- Nearly 35% more sellers than buyers in April 2024
- 490,000 fewer active buyers compared to sellers nationwide
- 11 major metros report declining home prices since April
- Miami sellers outnumber buyers 3:1 while Newark favors sellers
The U.S. housing market faces unprecedented imbalance as homeowners flood listings while prospective buyers retreat. Current 30-year mortgage rates hovering near 7% have created financial barriers unseen since the early 2000s, with Redfin data showing the largest April inventory surplus in recorded history. This reversal from pandemic-era bidding wars forces sellers to reconsider pricing strategies and incentive packages.
Construction material costs rising 18% since 2020 continue limiting new affordable housing developments, exacerbating inventory shortages below $260,000. Remote work migration patterns compound regional disparities, with tech hub markets like Oakland seeing price corrections while Midwestern cities maintain stability. Institutional investors now control 3% of single-family homes nationally, further reducing entry-level inventory.

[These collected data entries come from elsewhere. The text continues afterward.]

use std::sync::atomic::{AtomicUsize, Ordering};

use tracing::error;

use crate::domain::{DeadLetterQueue, Error};

/// Reports rejected replay rows on stderr and keeps a count of them.
#[derive(Default, Debug)]
pub struct StdErrDLQ {
    reported: AtomicUsize,
}

impl StdErrDLQ {
    pub fn new() -> Self {
        Self::default()
    }

    pub fn reported(&self) -> usize {
        self.reported.load(Ordering::Relaxed)
    }
}

impl DeadLetterQueue for StdErrDLQ {
    fn report(&self, line: u64, err: &Error) {
        self.reported.fetch_add(1, Ordering::Relaxed);
        error!(line, kind = err.kind(), "row rejected");
        eprintln!("DLQ Report - line {}: {}", line, err);
    }
}
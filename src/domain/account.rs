use std::time::Duration;

use serde::{Deserialize, Serialize};

use crate::domain::{Money, Timestamp};

#[derive(Debug, Clone, PartialEq, Eq, PartialOrd, Ord, Hash, Serialize, Deserialize)]
#[serde(transparent)]
pub struct AccountId(pub String);

impl AccountId {
    pub fn new(id: impl Into<String>) -> Self {
        Self(id.into())
    }

    pub fn as_str(&self) -> &str {
        &self.0
    }
}

impl From<&str> for AccountId {
    fn from(id: &str) -> Self {
        Self(id.to_owned())
    }
}

impl core::fmt::Display for AccountId {
    fn fmt(&self, f: &mut core::fmt::Formatter<'_>) -> core::fmt::Result {
        f.write_str(&self.0)
    }
}

/// Durable per-player record. Mutated only by the ledger engine.
#[derive(Debug, Clone, PartialEq, Eq)]
pub struct Account {
    pub id: AccountId,
    pub balance: Money, // spendable funds, never negative once committed
    pub free_play: bool,
    pub games_played: u64,
    pub games_won: u64,
    pub total_won: Money,
    pub total_lost: Money,
    pub free_games_played: u64,
    pub last_free_game_time: Option<Timestamp>,
    pub created_at: Timestamp,
}

impl Account {
    pub fn open(id: AccountId, starting_balance: Money, now: Timestamp) -> Self {
        let mut account = Self {
            id,
            balance: starting_balance,
            free_play: false,
            games_played: 0,
            games_won: 0,
            total_won: Money::ZERO,
            total_lost: Money::ZERO,
            free_games_played: 0,
            last_free_game_time: None,
            created_at: now,
        };
        if !account.balance.is_positive() {
            account.enter_free_play(now);
        }
        account
    }

    /// Time left before another free game is allowed, `None` when play is open.
    pub fn free_play_wait(&self, now: Timestamp, cooldown: Duration) -> Option<Duration> {
        if !self.free_play {
            return None;
        }
        let last = self.last_free_game_time?;
        let elapsed = now.since(last);
        (elapsed < cooldown).then(|| cooldown - elapsed)
    }

    pub fn enter_free_play(&mut self, now: Timestamp) {
        self.free_play = true;
        self.free_games_played = 0;
        self.last_free_game_time = Some(now);
    }

    /// Enters free play on an empty balance, leaves it once funds reach `threshold`.
    /// Returns true when the mode changed.
    pub fn refresh_free_play(&mut self, now: Timestamp, threshold: Money) -> bool {
        if !self.free_play && !self.balance.is_positive() {
            self.enter_free_play(now);
            true
        } else if self.free_play && self.balance.is_positive() && self.balance >= threshold {
            self.free_play = false;
            true
        } else {
            false
        }
    }
}

/// Read-only view of an account returned to callers.
#[derive(Debug, Clone, PartialEq, Eq, Serialize)]
#[serde(rename_all = "camelCase")]
pub struct AccountState {
    pub account_id: AccountId,
    pub balance: Money,
    pub free_play_mode: bool,
    pub games_played: u64,
    pub games_won: u64,
    pub total_won: Money,
    pub total_lost: Money,
    pub free_games_played: u64,
    pub last_free_game_time: Option<Timestamp>,
}

impl From<&Account> for AccountState {
    fn from(account: &Account) -> Self {
        Self {
            account_id: account.id.clone(),
            balance: account.balance,
            free_play_mode: account.free_play,
            games_played: account.games_played,
            games_won: account.games_won,
            total_won: account.total_won,
            total_lost: account.total_lost,
            free_games_played: account.free_games_played,
            last_free_game_time: account.last_free_game_time,
        }
    }
}

#[cfg(test)]
mod tests {
    use super::*;

    const HOUR: Duration = Duration::from_secs(3600);

    #[test]
    fn opening_with_empty_balance_starts_in_free_play() {
        let now = Timestamp::from_secs(10);
        let account = Account::open("a".into(), Money::ZERO, now);
        assert!(account.free_play);
        assert_eq!(account.last_free_game_time, Some(now));

        let funded = Account::open("b".into(), Money::from_major(1000), now);
        assert!(!funded.free_play);
        assert_eq!(funded.last_free_game_time, None);
    }

    #[test]
    fn cooldown_counts_down_from_last_free_game() {
        let start = Timestamp::from_secs(1_000);
        let mut account = Account::open("a".into(), Money::ZERO, start);

        let wait = account.free_play_wait(start.saturating_add(Duration::from_secs(600)), HOUR);
        assert_eq!(wait, Some(Duration::from_secs(3000)));
        assert_eq!(account.free_play_wait(start.saturating_add(HOUR), HOUR), None);

        account.free_play = false;
        assert_eq!(account.free_play_wait(start, HOUR), None);
    }

    #[test]
    fn free_play_exits_only_at_threshold() {
        let now = Timestamp::from_secs(1);
        let threshold = Money::from_major(100);
        let mut account = Account::open("a".into(), Money::ZERO, now);

        account.balance = Money::from_major(99);
        assert!(!account.refresh_free_play(now, threshold));
        assert!(account.free_play);

        account.balance = Money::from_major(100);
        assert!(account.refresh_free_play(now, threshold));
        assert!(!account.free_play);

        account.balance = Money::ZERO;
        assert!(account.refresh_free_play(now, threshold));
        assert!(account.free_play);
        assert_eq!(account.free_games_played, 0);
    }
}
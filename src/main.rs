use std::{fs::File, io, path::PathBuf, sync::Arc};

use clap::Parser;
use tracing::info;
use tracing_subscriber::EnvFilter;

use casino_ledger::{
    LedgerConfig, LedgerEngine, MemoryStore, Timestamp, clock::ManualClock, dlq::StdErrDLQ,
    ingestion::CsvReader, replay::Replay,
};

/// Replays a CSV of ledger commands and prints the resulting account states.
#[derive(Debug, Parser)]
#[command(version, about)]
struct Args {
    /// CSV with columns: type, account, at, game, result, amount, payout
    input: PathBuf,

    /// YAML ledger configuration; defaults apply when omitted
    #[arg(long)]
    config: Option<PathBuf>,
}

#[tokio::main] // using Tokio runtime for async
async fn main() -> Result<(), Box<dyn std::error::Error>> {
    tracing_subscriber::fmt()
        .with_env_filter(
            EnvFilter::try_from_default_env().unwrap_or_else(|_| EnvFilter::new("info")),
        )
        .with_writer(io::stderr)
        .init();

    let args = Args::parse();
    let config = match &args.config {
        Some(path) => LedgerConfig::load(path)?,
        None => LedgerConfig::default(),
    };

    // Set up the components
    let file = File::open(&args.input)?;
    let ingestion = CsvReader::new(file);
    let clock = Arc::new(ManualClock::new(Timestamp::EPOCH));
    let engine = LedgerEngine::new(Arc::new(MemoryStore::new()), Arc::clone(&clock), config);

    let mut replay = Replay::new(ingestion, engine, clock, StdErrDLQ::new());
    let applied = replay.process().await?;
    info!(applied, rejected = replay.dlq().reported(), "replay finished");

    replay.flush(io::stdout().lock()).await?;
    Ok(())
}
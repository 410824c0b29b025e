use async_trait::async_trait;

use crate::domain::{Account, AccountId, Error, OutcomeRecord, Timestamp};

/// Optimistic-concurrency token. Bumped by the store on every committed write.
#[derive(Debug, Clone, Copy, PartialEq, Eq, PartialOrd, Ord, Hash)]
pub struct Version(pub u64);

#[derive(Debug, Clone)]
pub struct Versioned<T> {
    pub version: Version,
    pub value: T,
}

#[derive(Debug, Clone, Copy, PartialEq, Eq)]
pub enum CommitStatus {
    Committed,
    /// The account changed since it was read; nothing was written.
    Conflict,
}

/// Position of a stored outcome in newest-first order.
#[derive(Debug, Clone, Copy, PartialEq, Eq, PartialOrd, Ord, Hash)]
pub struct OutcomeCursor {
    pub timestamp: Timestamp,
    pub sequence: u64,
}

#[derive(Debug, Clone)]
pub struct StoredOutcome {
    pub cursor: OutcomeCursor,
    pub record: OutcomeRecord,
}

/// Persistence backend for accounts and outcome history.
#[async_trait]
pub trait LedgerStore: Send + Sync {
    /// Fails with `AccountExists` if the id is taken.
    async fn insert_account(&self, account: Account) -> Result<(), Error>;

    async fn load_account(&self, id: &AccountId) -> Result<Option<Versioned<Account>>, Error>;

    /// Writes `account` (and appends `record`) only if the stored version is still
    /// `expected`. The account write and the append land together or not at all.
    async fn compare_and_swap(
        &self,
        expected: Version,
        account: Account,
        record: Option<OutcomeRecord>,
    ) -> Result<CommitStatus, Error>;

    async fn account_ids(&self) -> Result<Vec<AccountId>, Error>;

    /// Up to `limit` outcomes of one account strictly older than `before`,
    /// newest first, none earlier than `not_before`.
    async fn outcomes_before(
        &self,
        id: &AccountId,
        before: Option<OutcomeCursor>,
        not_before: Option<Timestamp>,
        limit: usize,
    ) -> Result<Vec<StoredOutcome>, Error>;

    /// Deletes every outcome with `timestamp <= cutoff`, returning how many went.
    async fn delete_outcomes_through(&self, cutoff: Timestamp) -> Result<usize, Error>;
}

pub trait Clock: Send + Sync {
    fn now(&self) -> Timestamp;
}

pub trait DeadLetterQueue {
    fn report(&self, line: u64, error: &Error);
}
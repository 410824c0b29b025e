use std::str::FromStr;

use serde::{Deserialize, Serialize};
use uuid::Uuid;

use crate::domain::{AccountId, Error, Money, Timestamp};

/// Game that produced an outcome. Unknown names are kept verbatim.
#[derive(Debug, Clone, PartialEq, Eq, PartialOrd, Ord, Hash, Serialize, Deserialize)]
#[serde(try_from = "String", into = "String")]
pub enum GameKind {
    CoinFlip,
    Dice,
    Slots,
    Blackjack,
    Poker,
    Roulette,
    Free,
    Other(String),
}

impl GameKind {
    pub fn as_str(&self) -> &str {
        match self {
            GameKind::CoinFlip => "coinflip",
            GameKind::Dice => "dice",
            GameKind::Slots => "slots",
            GameKind::Blackjack => "blackjack",
            GameKind::Poker => "poker",
            GameKind::Roulette => "roulette",
            GameKind::Free => "free",
            GameKind::Other(name) => name.as_str(),
        }
    }
}

impl FromStr for GameKind {
    type Err = Error;

    fn from_str(s: &str) -> Result<Self, Self::Err> {
        let name = s.trim().to_ascii_lowercase();
        Ok(match name.as_str() {
            "" => return Err(Error::invalid("game kind must not be empty")),
            "coinflip" | "coin-flip" | "coin_flip" => GameKind::CoinFlip,
            "dice" => GameKind::Dice,
            "slots" => GameKind::Slots,
            "blackjack" => GameKind::Blackjack,
            "poker" => GameKind::Poker,
            "roulette" => GameKind::Roulette,
            "free" => GameKind::Free,
            _ => GameKind::Other(name),
        })
    }
}

impl TryFrom<String> for GameKind {
    type Error = Error;

    fn try_from(value: String) -> Result<Self, Self::Error> {
        value.parse()
    }
}

impl From<GameKind> for String {
    fn from(kind: GameKind) -> Self {
        kind.as_str().to_owned()
    }
}

impl core::fmt::Display for GameKind {
    fn fmt(&self, f: &mut core::fmt::Formatter<'_>) -> core::fmt::Result {
        f.write_str(self.as_str())
    }
}

#[derive(Debug, Clone, Copy, PartialEq, Eq, Hash, Serialize, Deserialize)]
#[serde(rename_all = "lowercase")]
pub enum OutcomeResult {
    Win,
    Loss,
    Draw,
}

impl FromStr for OutcomeResult {
    type Err = Error;

    fn from_str(s: &str) -> Result<Self, Self::Err> {
        match s.trim().to_ascii_lowercase().as_str() {
            "win" => Ok(OutcomeResult::Win),
            "loss" => Ok(OutcomeResult::Loss),
            "draw" => Ok(OutcomeResult::Draw),
            other => Err(Error::invalid(format!("unknown result tag: {}", other))),
        }
    }
}

impl core::fmt::Display for OutcomeResult {
    fn fmt(&self, f: &mut core::fmt::Formatter<'_>) -> core::fmt::Result {
        f.write_str(match self {
            OutcomeResult::Win => "win",
            OutcomeResult::Loss => "loss",
            OutcomeResult::Draw => "draw",
        })
    }
}

/// A game result submitted for settlement.
#[derive(Debug, Clone, PartialEq)]
pub struct Outcome {
    pub game: GameKind,
    pub result: OutcomeResult,
    pub bet: Money,
    pub win: Money,
    pub details: serde_json::Value,
}

impl Outcome {
    pub fn new(game: GameKind, result: OutcomeResult, bet: Money, win: Money) -> Self {
        Self {
            game,
            result,
            bet,
            win,
            details: serde_json::Value::Null,
        }
    }

    pub fn with_details(mut self, details: serde_json::Value) -> Self {
        self.details = details;
        self
    }

    /// Signed balance change for a funded account.
    pub fn delta(&self) -> Result<Money, Error> {
        if self.bet.is_negative() || self.win.is_negative() {
            return Err(Error::invalid(format!(
                "amounts must be non-negative (bet {}, win {})",
                self.bet, self.win
            )));
        }
        match self.result {
            OutcomeResult::Win => Ok(self.win),
            OutcomeResult::Loss if self.win.is_positive() => Err(Error::invalid(format!(
                "a loss cannot carry winnings ({})",
                self.win
            ))),
            OutcomeResult::Loss => self
                .bet
                .checked_neg()
                .ok_or_else(|| Error::invalid("bet amount out of range")),
            OutcomeResult::Draw if self.win.is_positive() => Err(Error::invalid(format!(
                "a draw cannot carry winnings ({})",
                self.win
            ))),
            OutcomeResult::Draw => Ok(Money::ZERO),
        }
    }

    /// Winnings beyond the stake.
    pub fn net_winnings(&self) -> Money {
        match self.result {
            OutcomeResult::Win => self.win.checked_sub(self.bet).unwrap_or(Money::ZERO),
            _ => Money::ZERO,
        }
    }
}

/// Immutable history entry written alongside each settled outcome.
#[derive(Debug, Clone, PartialEq, Serialize)]
#[serde(rename_all = "camelCase")]
pub struct OutcomeRecord {
    pub id: Uuid,
    pub account_id: AccountId,
    pub game: GameKind,
    pub result: OutcomeResult,
    pub amount: Money, // signed change applied to the balance
    pub free_play: bool,
    pub details: serde_json::Value,
    pub timestamp: Timestamp,
}

impl core::fmt::Display for OutcomeRecord {
    fn fmt(&self, f: &mut core::fmt::Formatter<'_>) -> core::fmt::Result {
        write!(
            f,
            "{},account={},game={},amount={},at={}",
            self.result, self.account_id, self.game, self.amount, self.timestamp
        )
    }
}
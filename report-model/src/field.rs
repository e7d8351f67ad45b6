//! FILENAME: report-model/src/field.rs
//! Field Catalog - column descriptors for a report data set.
//!
//! A catalog is an ordered list of fields; raw rows align to it by
//! position. Each field declares a value type and, optionally, the
//! aggregate function used when the field is selected as a measure.

use serde::{Deserialize, Serialize};

use crate::aggregate::Aggregate;

// ============================================================================
// FIELD TYPE
// ============================================================================

/// Declared column type. Mirrors the value variants a column may hold.
#[derive(Debug, Clone, Copy, PartialEq, Eq, Serialize, Deserialize)]
pub enum FieldType {
    Text,
    Number,
    Date,
}

impl FieldType {
    /// The aggregate a column of this type carries when none is set
    /// explicitly. Only numeric columns aggregate by default.
    pub fn default_aggregate(self) -> Option<Aggregate> {
        match self {
            FieldType::Number => Some(Aggregate::Sum),
            FieldType::Text | FieldType::Date => None,
        }
    }
}

// ============================================================================
// FIELD
// ============================================================================

/// One column of a report catalog.
#[derive(Debug, Clone, Serialize, Deserialize)]
pub struct Field {
    /// Column name. Unique within a catalog; configuration refers to it.
    pub name: String,

    /// Declared value type of the column.
    pub field_type: FieldType,

    /// Aggregate applied when the column is selected as a measure.
    pub default_aggregate: Option<Aggregate>,
}

impl Field {
    pub fn new(name: impl Into<String>, field_type: FieldType) -> Self {
        Field {
            name: name.into(),
            field_type,
            default_aggregate: field_type.default_aggregate(),
        }
    }

    /// Replaces the type-derived default aggregate.
    pub fn with_aggregate(mut self, aggregate: Aggregate) -> Self {
        self.default_aggregate = Some(aggregate);
        self
    }
}

/// Position of `name` within the catalog, if present.
pub fn field_index(fields: &[Field], name: &str) -> Option<usize> {
    fields.iter().position(|field| field.name == name)
}

// ============================================================================
// TESTS
// ============================================================================
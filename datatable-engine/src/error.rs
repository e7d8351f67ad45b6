//! FILENAME: datatable-engine/src/error.rs
//! Error types for data-table calculation.

use thiserror::Error;

/// Errors raised while building a data table.
///
/// Configuration problems (unknown fields, missing aggregate functions)
/// are detected while the definition is resolved, before any row is
/// processed. Comparison failures surface during sorting, when two values
/// in one group column turn out to have no mutual order. Nothing here is
/// retryable: the caller must fix the configuration or the data.
#[derive(Error, Debug, Clone, PartialEq, Eq)]
pub enum ReportError {
    /// A configured group or aggregate field is missing from the catalog.
    #[error("the field '{0}' is not found")]
    FieldNotFound(String),

    /// A totals entry does not name one of the group fields.
    #[error("the total field '{0}' is not one of the group fields")]
    TotalNotGrouped(String),

    /// An aggregate field carries no aggregate function in the catalog.
    #[error("the field '{0}' has no aggregate function")]
    NoAggregateFunction(String),

    /// Two values in the same group column cannot be ordered against each
    /// other.
    #[error("cannot compare {left} with {right} in group column {column}")]
    IncomparableValues {
        column: usize,
        left: &'static str,
        right: &'static str,
    },
}
//! FILENAME: datatable-engine/src/definition.rs
//! Data Table Definition - the serializable report configuration.
//!
//! Describes WHICH table to build: the ordered group fields, the measure
//! fields, where subtotal rows go, and whether a grand-total row is wanted.
//! Fields are referenced by name and resolved against the catalog when the
//! calculator is constructed, so a definition can be stored or sent over
//! the wire independently of any data set.

use serde::{Deserialize, Serialize};

// ============================================================================
// DEFINITION
// ============================================================================

/// Configuration for one data-table report.
#[derive(Debug, Clone, Default, Serialize, Deserialize)]
pub struct DataTableDefinition {
    /// Optional display name for the table.
    #[serde(default)]
    pub name: Option<String>,

    /// Group fields, outermost first. The field at position i nests at
    /// depth i + 1.
    pub groups: Vec<String>,

    /// Measure fields. Each must resolve to a catalog field that carries
    /// an aggregate function.
    pub aggregates: Vec<String>,

    /// Group fields that get a "Total" row under each of their nodes.
    /// Every entry must also appear in `groups`. A subtotal on the
    /// innermost group field is accepted but never visible: no level
    /// exists below it to hold the row.
    #[serde(default)]
    pub totals: Vec<String>,

    /// Emit a trailing whole-table "Grand total" row.
    #[serde(default)]
    pub has_grand_total: bool,

    /// Opaque filter expressions, consumed by the filter layer before any
    /// grouping happens. This crate passes them through untouched.
    #[serde(default)]
    pub filters: Vec<String>,
}

impl DataTableDefinition {
    pub fn new(groups: Vec<String>, aggregates: Vec<String>) -> Self {
        DataTableDefinition {
            name: None,
            groups,
            aggregates,
            totals: Vec::new(),
            has_grand_total: false,
            filters: Vec::new(),
        }
    }

    /// Adds a subtotal under every node of the named group field.
    pub fn with_total(mut self, field: impl Into<String>) -> Self {
        self.totals.push(field.into());
        self
    }

    /// Requests the trailing grand-total row.
    pub fn with_grand_total(mut self) -> Self {
        self.has_grand_total = true;
        self
    }
}

// ============================================================================
// TESTS
// ============================================================================

#[cfg(test)]
mod tests {
    use super::*;

    #[test]
    fn test_builder_helpers() {
        let definition = DataTableDefinition::new(
            vec!["Color".to_string(), "Size".to_string()],
            vec!["Price".to_string()],
        )
        .with_total("Color")
        .with_grand_total();

        assert_eq!(definition.groups, vec!["Color", "Size"]);
        assert_eq!(definition.totals, vec!["Color"]);
        assert!(definition.has_grand_total);
    }

    #[test]
    fn test_round_trips_through_json() {
        let definition = DataTableDefinition::new(
            vec!["Color".to_string()],
            vec!["Price".to_string()],
        )
        .with_grand_total();

        let json = serde_json::to_string(&definition).unwrap();
        let back: DataTableDefinition = serde_json::from_str(&json).unwrap();
        assert_eq!(back.groups, definition.groups);
        assert_eq!(back.aggregates, definition.aggregates);
        assert!(back.has_grand_total);
    }

    #[test]
    fn test_optional_sections_default_when_absent() {
        let json = r#"{"groups":["Color"],"aggregates":["Price"]}"#;
        let definition: DataTableDefinition = serde_json::from_str(json).unwrap();
        assert!(definition.totals.is_empty());
        assert!(!definition.has_grand_total);
        assert!(definition.filters.is_empty());
    }
}
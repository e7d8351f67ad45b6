//! FILENAME: tests/common/mod.rs
//! Shared fixtures for data-table engine integration tests.

use report_model::{Field, FieldType, RawRow, Value};

// ============================================================================
// VALUE HELPERS
// ============================================================================

/// Numeric value from a decimal literal, keeping its scale ("12.50" stays
/// two-decimal through every sum).
pub fn num(s: &str) -> Value {
    Value::Number(s.parse().unwrap())
}

/// Text value.
pub fn text(s: &str) -> Value {
    Value::from(s)
}

// ============================================================================
// TEST DATA FIXTURES
// ============================================================================

/// Product sales sample: 20 rows over three colors and three sizes, in
/// shuffled input order so the calculation has real sorting to do.
pub struct ProductFixture;

impl ProductFixture {
    pub fn fields() -> Vec<Field> {
        vec![
            Field::new("Color", FieldType::Text),
            Field::new("Size", FieldType::Text),
            Field::new("Price", FieldType::Number),
        ]
    }

    pub fn data() -> Vec<(&'static str, &'static str, &'static str)> {
        vec![
            ("Red", "Large", "60.08"),
            ("Blue", "Medium", "64.92"),
            ("Green", "Large", "50.00"),
            ("Blue", "Large", "45.99"),
            ("Red", "Small", "22.00"),
            ("Green", "Medium", "53.02"),
            ("Blue", "Small", "20.00"),
            ("Red", "Medium", "34.54"),
            ("Green", "Large", "49.77"),
            ("Blue", "Large", "52.00"),
            ("Red", "Large", "59.00"),
            ("Green", "Small", "35.08"),
            ("Blue", "Medium", "64.92"),
            ("Red", "Medium", "34.54"),
            ("Green", "Medium", "53.03"),
            ("Blue", "Small", "21.83"),
            ("Red", "Large", "60.00"),
            ("Green", "Large", "60.00"),
            ("Blue", "Large", "34.98"),
            ("Red", "Small", "22.85"),
        ]
    }

    pub fn rows() -> Vec<RawRow> {
        Self::data()
            .into_iter()
            .map(|(color, size, price)| vec![text(color), text(size), num(price)])
            .collect()
    }
}

/// Order ledger sample: four nested group fields and two measures, small
/// enough to trace a deep subtotal layout by hand.
pub struct OrderFixture;

impl OrderFixture {
    pub fn fields() -> Vec<Field> {
        vec![
            Field::new("AppId", FieldType::Text),
            Field::new("Currency", FieldType::Text),
            Field::new("State", FieldType::Text),
            Field::new("Product", FieldType::Text),
            Field::new("Quantity", FieldType::Number),
            Field::new("Amount", FieldType::Number),
        ]
    }

    pub fn data() -> Vec<(&'static str, &'static str, &'static str, &'static str, &'static str, &'static str)> {
        vec![
            ("A", "USD", "On", "Car", "4.0", "13"),
            ("A", "USD", "On", "Bike", "1.0", "13"),
            ("A", "USD", "Off", "Bike", "1.0", "13"),
            ("A", "USD", "On", "Car", "4.0", "13"),
            ("A", "USD", "On", "Bike", "1.0", "13"),
            ("A", "USD", "On", "Car", "4.0", "13"),
        ]
    }

    pub fn rows() -> Vec<RawRow> {
        Self::data()
            .into_iter()
            .map(|(app, currency, state, product, quantity, amount)| {
                vec![
                    text(app),
                    text(currency),
                    text(state),
                    text(product),
                    num(quantity),
                    num(amount),
                ]
            })
            .collect()
    }
}
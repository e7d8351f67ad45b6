//! FILENAME: datatable-engine/src/engine.rs
//! Data Table Calculation Engine.
//!
//! Turns flat report rows into the display table a `DataTableDefinition`
//! describes:
//!
//! 1. Resolve the configured field names against the catalog.
//! 2. Filter, then stably sort the rows by the group columns.
//! 3. Cascade: aggregate the deepest level from the sorted rows, then each
//!    coarser level from the previous level's output rows. Deriving level
//!    k from level k+1 instead of from the raw rows is only correct
//!    because every aggregate function is re-aggregatable.
//! 4. Assemble the level summaries into a tree, inserting a synthetic
//!    "Total" child under every node at a subtotal depth.
//! 5. Count leaves per subtree.
//! 6. Flatten the tree into display rows, one per leaf: repeated group
//!    labels merge via row spans taken from the leaf counts, total labels
//!    stretch via column spans taken from the remaining depth, and a
//!    grand-total row (when requested) closes the table.

use std::cmp::Ordering;

use log::{debug, trace};
use rustc_hash::FxHashMap;
use smallvec::SmallVec;

use report_model::{Aggregate, Field, RawRow, Value};

use crate::definition::DataTableDefinition;
use crate::error::ReportError;
use crate::filter::apply_filters;
use crate::view::{DataCell, DataRow, DataTableView};

// ============================================================================
// TREE NODES
// ============================================================================

/// Longest group prefix kept inline; reports rarely nest deeper.
type GroupPrefix = SmallVec<[Value; 4]>;

/// Index of the root node in the arena.
const ROOT: usize = 0;

/// One node of the group tree.
///
/// Nodes live in an index arena; `parent` and `children` are arena indices,
/// never owning pointers, so the back-references cannot form ownership
/// cycles.
#[derive(Debug)]
struct TreeNode {
    parent: Option<usize>,
    children: Vec<usize>,
    /// Group-key values fixed from the root down to this node.
    group_prefix: GroupPrefix,
    /// Aggregated measure values at this node.
    values: Vec<Value>,
    /// 0 for the root, 1..=group count for real levels.
    depth: usize,
    /// Group columns not yet fixed at this node, plus one: total labels
    /// stretch across exactly this many columns.
    remaining_depth: usize,
    /// Synthetic subtotal leaf: the parent's aggregate re-labeled "Total".
    is_total: bool,
    /// Leaves in this subtree, filled by a post-order pass.
    leaf_count: usize,
}

// ============================================================================
// CALCULATOR
// ============================================================================

/// Builds the data table for one report request.
///
/// Equivalent to `DataTableCalculator::new(definition, fields)?` followed
/// by `calculate(rows)`; use the two-step form when resolution and
/// execution happen at different times.
pub fn calculate_data_table(
    definition: &DataTableDefinition,
    fields: &[Field],
    rows: Vec<RawRow>,
) -> Result<DataTableView, ReportError> {
    DataTableCalculator::new(definition, fields)?.calculate(rows)
}

/// One-shot calculator for a single report request.
///
/// Construction resolves and validates the definition against the field
/// catalog; `calculate` runs the pipeline. All state is request-local.
pub struct DataTableCalculator<'a> {
    definition: &'a DataTableDefinition,
    fields: &'a [Field],
    /// Catalog positions of the group fields, in definition order.
    group_indices: Vec<usize>,
    /// Catalog positions of the aggregate fields, in definition order.
    aggregate_indices: Vec<usize>,
    /// Aggregate function per measure, aligned with `aggregate_indices`.
    functions: Vec<Aggregate>,
    /// Depths (1-based group positions) that get a subtotal row.
    total_depths: Vec<usize>,
}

Realtor.com reports 19% of listings now include seller concessions like closing cost assistance or rate buydowns. In Dallas, average days on market have increased 22% year-over-year, prompting 27% of sellers to reduce asking prices. Jacksonville homeowners increasingly offer flexible closing timelines to attract remaining qualified buyers.
The National Association of Realtors warns only 21% of listings remain affordable for median-income households, down from 45% pre-pandemic. Wage growth trailing home price appreciation by 31 percentage points since 2018 creates systemic challenges. Redfin economists predict national prices will dip 1% by December, though luxury markets and coastal cities face steeper corrections.
Miami's dramatic 3:1 seller ratio reflects pandemic-era overdevelopment of luxury condos meeting resistance from price-sensitive buyers. Conversely, Newark's inventory shortage highlights persistent demand in Northeast job centers. Industry analysts suggest targeted down payment assistance programs and ADU construction incentives could help rebalance markets.